Je crois bien que Jotéfa est le premier homme au monde qui m'ait tenu ce langage,—ce langage de sauvage ou d'enfant, car il faut être l'un des deux, n'est-ce pas, pour s'imaginer qu'un artiste soit—un homme utile.

Il arriva que j'eus besoin, pour mes projets de sculpture, d'un arbre de bois de rose. Je voulais un fût plein et large.

Je consultai Jotéfa.

—Il faut aller dans la montagne, me dit-il. Je connais, à un certain endroit, plusieurs beaux arbres. Si tu veux, je te conduirai. Nous abattrons l'arbre qui te plaira et nous l'apporterons à nous deux.

Nous partîmes de bon matin.

Les sentiers indiens, à Tahiti, sont assez difficiles pour un Européen, et aller dans la montagne exige, même des naturels, un effort auquel ils ne se décident pas sans nécessité.

Entre deux montagnes qu'on ne pourrait gravir, deux hautes et droites murailles de basalte, se creuse une fissure où serpente l'eau parmi des blocs de rochers. Les infiltrations ont détaché du flanc de la montagne ces blocs pour livrer passage à une source; la source, en devenant ruisseau, les a poussés, cahotés, puis entreposés un peu plus loin: le ruisseau les y reprendra, plus tard, quand il se fera torrent, et les roulera, les charriera jusqu'à la mer.
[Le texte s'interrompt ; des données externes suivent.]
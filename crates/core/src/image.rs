use crate::auth::{AuthError, IdentityExtractor};
use crate::config::Settings;
use anyhow::Context;
use serde::{Deserialize, Serialize};
use sha2::{Digest, Sha256};
use std::sync::Arc;
use std::time::Duration;

const DEFAULT_BASE_URL: &str = "https://openrouter.ai/api/v1";
const DEFAULT_IMAGE_MODEL: &str = "sourceful/riverflow-v2-pro";
const DEFAULT_TIMEOUT_SECS: u64 = 60;

/// Frontends sometimes ship with this literal in their env template; treat
/// it the same as no key at all.
const PLACEHOLDER_API_KEY: &str = "your_openrouter_api_key_here";

const FALLBACK_SEED_BYTES: usize = 5;

#[async_trait::async_trait]
pub trait ImageModel: Send + Sync {
    /// Generate one image for the prompt and return its URL.
    async fn generate_image(&self, prompt: &str) -> anyhow::Result<String>;
}

/// Response payload for `/generate-image`. Always `success: true`; failures
/// ride along as a fallback image plus the error text.
#[derive(Debug, Clone, Serialize)]
pub struct ImageOutcome {
    pub success: bool,
    #[serde(rename = "imageUrl")]
    pub image_url: String,
    pub prompt: String,
    pub fallback: bool,
    #[serde(skip_serializing_if = "Option::is_none")]
    pub error: Option<String>,
}

/// Image endpoint core: authenticates, enhances the prompt, calls the
/// generator when one is configured, and otherwise (or on any failure)
/// serves the deterministic placeholder.
pub struct ImageSynthesizer {
    identity: IdentityExtractor,
    generator: Option<Arc<dyn ImageModel>>,
}

impl ImageSynthesizer {
    pub fn new(identity: IdentityExtractor, generator: Option<Arc<dyn ImageModel>>) -> Self {
        if generator.is_none() {
            tracing::warn!("image generation key not configured; all images will be fallbacks");
        }
        Self {
            identity,
            generator,
        }
    }

    pub async fn generate(
        &self,
        authorization: Option<&str>,
        prompt: &str,
        title: Option<&str>,
    ) -> Result<ImageOutcome, AuthError> {
        self.identity.extract_user_id(authorization)?;

        let Some(generator) = &self.generator else {
            return Ok(fallback_outcome(prompt, None));
        };

        let enhanced = enhance_prompt(prompt, title);
        match generator.generate_image(&enhanced).await {
            Ok(image_url) => {
                tracing::info!("image generated");
                Ok(ImageOutcome {
                    success: true,
                    image_url,
                    prompt: enhanced,
                    fallback: false,
                    error: None,
                })
            }
            Err(err) => {
                let detail = format!("{err:#}");
                tracing::warn!(error = %detail, "image generation failed; serving fallback");
                Ok(fallback_outcome(prompt, Some(detail)))
            }
        }
    }
}

fn fallback_outcome(prompt: &str, error: Option<String>) -> ImageOutcome {
    ImageOutcome {
        success: true,
        image_url: fallback_image_url(prompt),
        prompt: prompt.to_string(),
        fallback: true,
        error,
    }
}

/// Deterministic placeholder: the prompt's content hash picks a fixed-size
/// seeded image, so the same prompt always maps to the same picture.
pub fn fallback_image_url(prompt: &str) -> String {
    let digest = Sha256::digest(prompt.as_bytes());
    let seed: String = digest
        .iter()
        .take(FALLBACK_SEED_BYTES)
        .map(|b| format!("{b:02x}"))
        .collect();
    format!("https://picsum.photos/seed/{seed}/1600/900")
}

fn enhance_prompt(prompt: &str, title: Option<&str>) -> String {
    match title {
        Some(title) if !title.trim().is_empty() => format!(
            "Create a professional, high-quality image for a news article titled '{title}'. \
             {prompt}. Style: professional, modern, suitable for financial news."
        ),
        _ => prompt.to_string(),
    }
}

#[derive(Debug, Clone)]
pub struct OpenRouterImageModel {
    http: reqwest::Client,
    api_key: String,
    base_url: String,
    model: String,
}

impl OpenRouterImageModel {
    /// Returns `None` when no usable key is configured; the caller then
    /// wires the synthesizer for fallback-only operation.
    pub fn from_settings(settings: &Settings) -> anyhow::Result<Option<Self>> {
        let Some(api_key) = settings.openrouter_api_key.as_deref() else {
            return Ok(None);
        };
        if api_key.is_empty() || api_key == PLACEHOLDER_API_KEY {
            return Ok(None);
        }

        let base_url =
            std::env::var("OPENROUTER_BASE_URL").unwrap_or_else(|_| DEFAULT_BASE_URL.to_string());
        let model = std::env::var("OPENROUTER_IMAGE_MODEL")
            .unwrap_or_else(|_| DEFAULT_IMAGE_MODEL.to_string());
        let timeout_secs = std::env::var("OPENROUTER_TIMEOUT_SECS")
            .ok()
            .and_then(|s| s.parse::<u64>().ok())
            .unwrap_or(DEFAULT_TIMEOUT_SECS);

        let http = reqwest::Client::builder()
            .timeout(Duration::from_secs(timeout_secs))
            .build()
            .context("failed to build OpenRouter http client")?;

        Ok(Some(Self {
            http,
            api_key: api_key.to_string(),
            base_url,
            model,
        }))
    }
}

#[async_trait::async_trait]
impl ImageModel for OpenRouterImageModel {
    async fn generate_image(&self, prompt: &str) -> anyhow::Result<String> {
        let url = format!("{}/chat/completions", self.base_url.trim_end_matches('/'));
        let body = ChatCompletionRequest {
            model: &self.model,
            messages: vec![ChatMessage {
                role: "user",
                content: prompt,
            }],
            modalities: &["image"],
        };

        let res = self
            .http
            .post(url)
            .bearer_auth(&self.api_key)
            .json(&body)
            .send()
            .await
            .context("OpenRouter request failed")?;

        let status = res.status();
        let text = res
            .text()
            .await
            .context("failed to read OpenRouter response body")?;
        if !status.is_success() {
            anyhow::bail!("OpenRouter HTTP {status}: {text}");
        }

        let parsed = serde_json::from_str::<ChatCompletionResponse>(&text)
            .with_context(|| format!("failed to parse OpenRouter response JSON: {text}"))?;
        parsed
            .first_image_url()
            .context("no image generated by model")
    }
}

#[derive(Debug, Serialize)]
struct ChatCompletionRequest<'a> {
    model: &'a str,
    messages: Vec<ChatMessage<'a>>,
    modalities: &'a [&'a str],
}

#[derive(Debug, Serialize)]
struct ChatMessage<'a> {
    role: &'static str,
    content: &'a str,
}

#[derive(Debug, Deserialize)]
struct ChatCompletionResponse {
    #[serde(default)]
    choices: Vec<Choice>,
}

#[derive(Debug, Deserialize)]
struct Choice {
    #[serde(default)]
    message: ResponseMessage,
}

#[derive(Debug, Default, Deserialize)]
struct ResponseMessage {
    #[serde(default)]
    images: Vec<ImageItem>,
}

/// The gateway has returned both of these shapes in the wild.
#[derive(Debug, Deserialize)]
#[serde(untagged)]
enum ImageItem {
    Nested { image_url: ImageUrl },
    Flat { url: String },
}

#[derive(Debug, Deserialize)]
struct ImageUrl {
    url: String,
}

impl ChatCompletionResponse {
    fn first_image_url(&self) -> Option<String> {
        let item = self.choices.first()?.message.images.first()?;
        Some(match item {
            ImageItem::Nested { image_url } => image_url.url.clone(),
            ImageItem::Flat { url } => url.clone(),
        })
    }
}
De chaque côté de ce ruisseau, fréquemment accidenté de véritables cascades, un semblant de chemin à travers des arbres pêle-mêle, arbres à pain, arbres de fer, pandanus, bouraos, cocotiers, hibiscus, goyaviers, fougères monstrueuses, toute une végétation folle et s'ensauvageant toujours davantage, s'emmêlant, se nouant, en un fouillis toujours plus inextricable à mesure qu'on remonte vers le centre de l'Ile.

Nous allions, tous les deux nus, avec le paréo blanc et bleu à la ceinture, la hache à la main, traversant maintes fois le ruisseau pour profiter d'un bout de sentier que mon guide semblait percevoir par l'odorat plutôt que par la vue, tant les herbes, les feuilles et les fleurs, en s'emparant de l'espace, jetaient sur le sol de splendide confusion.

Le silence était complet, on dépit du bruit plaintif de l'eau dans les rochers, un bruit monotone, une plainte si douce, si faible,—accompagnement de silence.